Upper GI endoscopy

Coming back here wasn’t an easy thing to do. It’s been 3 months since my last post, which is not such a long time from the usual perspective, although it may seem like ages in certain life situations. It wasn’t grief that kept me away, grief was and is still here like some dark shadow hanging over me, and you know what – it’s not improving with time. It’s quite a sad and tough job to be still here living this post traumatic life and trying to make all those loose ends meet in any meaningful way, it’s very hard even without all the complications I had to face lately. My mom hurt her hand very badly and wore a plaster for the first time in her life. Brother of my dad’s best friend was diagnosed with cancer and endured two operations so far.
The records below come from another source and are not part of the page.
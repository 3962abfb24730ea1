use std::collections::HashSet;

use async_trait::async_trait;
use poise::serenity_prelude::UserId;
use sqlx::{query, query_as, query_scalar, Pool, Sqlite};
use tracing::debug;

use crate::models::{Snapshot, SubmissionRecord};

use super::conversion::{DBConvertible, SqlSubmission};

/// Durable storage for the submission store.
#[async_trait]
pub trait SnapshotStorage: Send + Sync {
    async fn load(&self) -> Result<Snapshot, anyhow::Error>;

    /// Replaces the stored snapshot as a whole.
    async fn save(&self, snapshot: &Snapshot) -> Result<(), anyhow::Error>;
}

#[derive(Debug)]
pub struct SnapshotRepository {
    pool: Pool<Sqlite>,
}

impl SnapshotRepository {
    pub fn new(pool: Pool<Sqlite>) -> SnapshotRepository {
        SnapshotRepository { pool }
    }
}

#[async_trait]
impl SnapshotStorage for SnapshotRepository {
    async fn load(&self) -> Result<Snapshot, anyhow::Error> {
        let rows = query_as::<_, SqlSubmission>(
            r#"
                SELECT message_id, author_id, author_display, link, score
                FROM submissions
                ORDER BY position
            "#,
        )
        .fetch_all(&self.pool)
        .await?;

        let records = rows
            .iter()
            .map(SubmissionRecord::from_db)
            .collect::<Result<Vec<_>, _>>()?;

        let users = query_scalar::<_, i64>("SELECT user_id FROM submitted_users")
            .fetch_all(&self.pool)
            .await?;

        let submitted_users = users
            .iter()
            .map(UserId::from_db)
            .collect::<Result<HashSet<_>, _>>()?;

        debug!(
            "Loaded snapshot with {} submissions and {} users",
            records.len(),
            submitted_users.len()
        );

        Ok(Snapshot {
            records,
            submitted_users,
        })
    }

    async fn save(&self, snapshot: &Snapshot) -> Result<(), anyhow::Error> {
        let mut transaction = self.pool.begin().await?;

        query("DELETE FROM submissions")
            .execute(&mut *transaction)
            .await?;
        query("DELETE FROM submitted_users")
            .execute(&mut *transaction)
            .await?;

        for (position, record) in snapshot.records.iter().enumerate() {
            let row = record.to_db()?;

            query(
                r#"
                    INSERT INTO submissions (position, message_id, author_id, author_display, link, score)
                    VALUES ($1, $2, $3, $4, $5, $6)
                "#,
            )
            .bind(position as i64)
            .bind(row.message_id)
            .bind(row.author_id)
            .bind(row.author_display)
            .bind(row.link)
            .bind(row.score)
            .execute(&mut *transaction)
            .await?;
        }

        for user in &snapshot.submitted_users {
            query("INSERT INTO submitted_users (user_id) VALUES ($1)")
                .bind(user.to_db()?)
                .execute(&mut *transaction)
                .await?;
        }

        transaction.commit().await?;

        debug!(
            "Saved snapshot with {} submissions and {} users",
            snapshot.records.len(),
            snapshot.submitted_users.len()
        );

        Ok(())
    }
}
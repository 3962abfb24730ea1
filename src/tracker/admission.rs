use poise::serenity_prelude::{Mentionable, MessageId, RoleId};
use tracing::{debug, info, warn};

use super::Tracker;
use crate::{
    models::SubmissionRecord,
    platform::{Author, ChannelMessage, PlatformError},
};

#[derive(Clone, Copy, Debug, PartialEq, Eq)]
pub enum AdmissionOutcome {
    /// Bot messages, commands and messages that are already tracked.
    Ignored,
    Accepted { replaced: Option<MessageId> },
    Rejected { replaced: Option<MessageId> },
}

impl AdmissionOutcome {
    pub fn is_accepted(&self) -> bool {
        matches!(self, AdmissionOutcome::Accepted { .. })
    }
}

#[derive(Clone, Debug)]
pub struct EditedMessage {
    pub id: MessageId,
    pub author: Author,
    pub author_roles: Option<Vec<RoleId>>,
}

/// At least one attachment and no text.
pub fn is_image_only(message: &ChannelMessage) -> bool {
    message.attachments > 0 && message.content.trim().is_empty()
}

impl Tracker {
    pub fn is_command(&self, content: &str) -> bool {
        content.trim_start().starts_with(&self.config.command_prefix)
    }

    /// Handles a new message in the tracked channel.
    ///
    /// The author's previous submission is removed first, whether or not the new message is
    /// valid, so an author never has two active submissions.
    #[tracing::instrument(skip_all, fields(message = %message.id, author = %message.author.display))]
    pub async fn admit(
        &mut self,
        message: &ChannelMessage,
        author_roles: Option<&[RoleId]>,
    ) -> AdmissionOutcome {
        if message.author.bot
            || self.is_command(&message.content)
            || self.store.contains(message.id)
        {
            return AdmissionOutcome::Ignored;
        }

        let privileged = self
            .has_role(message.author.id, author_roles, self.config.admin_role)
            .await;
        let image_only = is_image_only(message);

        let replaced = self.drop_previous_submission(&message.author).await;

        let outcome = if privileged || image_only {
            self.accept(message, author_roles).await;
            AdmissionOutcome::Accepted { replaced }
        } else {
            self.reject(message).await;
            AdmissionOutcome::Rejected { replaced }
        };

        if outcome.is_accepted() || replaced.is_some() {
            self.persist().await;
        }

        outcome
    }

    /// Deletes any edited message of a non-privileged author.
    ///
    /// Applies to every message in the channel, not just tracked submissions.
    #[tracing::instrument(skip_all, fields(message = %edited.id, author = %edited.author.display))]
    pub async fn handle_edit(&mut self, edited: &EditedMessage) {
        if edited.author.bot {
            return;
        }

        let privileged = self
            .has_role(
                edited.author.id,
                edited.author_roles.as_deref(),
                self.config.admin_role,
            )
            .await;

        if privileged {
            return;
        }

        info!("Deleting an edited message");
        match self.platform.delete_message(edited.id).await {
            Ok(()) | Err(PlatformError::NotFound) => {}
            Err(err) => warn!("Could not delete edited message {}: {err}", edited.id),
        }
    }

    /// Removes the author's earlier submissions and returns the newest removed one.
    async fn drop_previous_submission(&mut self, author: &Author) -> Option<MessageId> {
        let previous = self.store.remove_by_author(author.id, &author.display);

        for record in &previous {
            debug!("Replacing previous submission {}", record.message_id);
            match self.platform.delete_message(record.message_id).await {
                Ok(()) | Err(PlatformError::NotFound) => {}
                Err(err) => warn!(
                    "Could not delete previous submission {}: {err}",
                    record.message_id
                ),
            }
        }

        previous.last().map(|record| record.message_id)
    }

    pub(super) async fn accept(
        &mut self,
        message: &ChannelMessage,
        author_roles: Option<&[RoleId]>,
    ) {
        info!("Accepting a submission");

        if let Err(err) = self.platform.add_tracked_reaction(message.id).await {
            warn!("Could not react to submission {}: {err}", message.id);
        }

        self.store.insert(SubmissionRecord::new(
            message.id,
            message.author.id,
            message.author.display.clone(),
            message.link.clone(),
        ));

        let contributor = self.config.contributor_role;
        if !self
            .has_role(message.author.id, author_roles, contributor)
            .await
        {
            if let Err(err) = self.platform.add_role(message.author.id, contributor).await {
                warn!(
                    "Could not grant the contributor role to {}: {err}",
                    message.author.display
                );
            }
        }
    }

    async fn reject(&mut self, message: &ChannelMessage) {
        info!("Rejecting a message that is not image-only");

        match self.platform.delete_message(message.id).await {
            Ok(()) | Err(PlatformError::NotFound) => {}
            Err(err) => warn!("Could not delete rejected message {}: {err}", message.id),
        }

        let notice = format!(
            "{} image-only posts are allowed.",
            message.author.id.mention()
        );
        if let Err(err) = self
            .platform
            .send_notice(notice, self.config.notice_ttl)
            .await
        {
            warn!("Could not send the rejection notice: {err}");
        }
    }
}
My uncle and my aunt’s best friend both suffered strokes. Two good people I’ve known for quite a long time passed away. And on the top of all that, I started having some very weird upper GI problems myself. Pains in the middle of the chest stabbing backwards through the spine, heart skipping beats, tons of air in the stomach and burping. The only moments of peace were when I avoided food completely, but I still burped, even in the bed. Things got from bad to worse, I had some constant feeling of “there is something stuck in the middle of my esophagus…”, so it began to seem pretty plausible to prepare myself for joining dad some time soon.

Everybody was prone to say that it was “stress related” (stress is pretty much overrated if you ask me, perfect excuse for “I don’t have a clue what is going on with you” situation), even though I have very rich 20 years long “dealing with stress” experience, and even in my worst panic periods I never burped like hell with heart skipping beats, but it just HAD to be stress. So I went to the lab and ordered a Helicobacter pylori blood test – Serbia is a fascinating country, any ordinary citizen can enter a private lab and ask for any analysis in the world as long as you can pay it, it functions like a supermarket. It came back positive. Ok, next logical step, I found a good GI doctor who put me on that horrible Helicobacter pylori eradication treatment, plus I had to eradicate Candida albicans as well. It worked like magic, I was totally exhausted but completely symptom free. Happiness lasted for about three weeks, and then it all tumbled down on my stomach even worse than before. I was at the end of my nerves with “now what”, staring at my gastroenterologist in bewilderment in his office. Well, it could be stress in the end you know… Not again, not with the stress story, please. Potent stomach acid inhibitors and some drugs to calm me down at dosages so mild that I knew couldn’t make any difference in my case. Try this for two months, he said. Two months?? No way. I was already only sitting or lying down and barely eating, so you wanted me to go on like that for two more months? I would die or turn into skeleton for sure. Well, either that or upper GI endoscopy in two weeks. Even the name of that procedure makes my nerves dance in a very hellish way.

GASTROESOPHAGODUODENOSCOPY.

No wonder they prefer to call it Upper GI endoscopy.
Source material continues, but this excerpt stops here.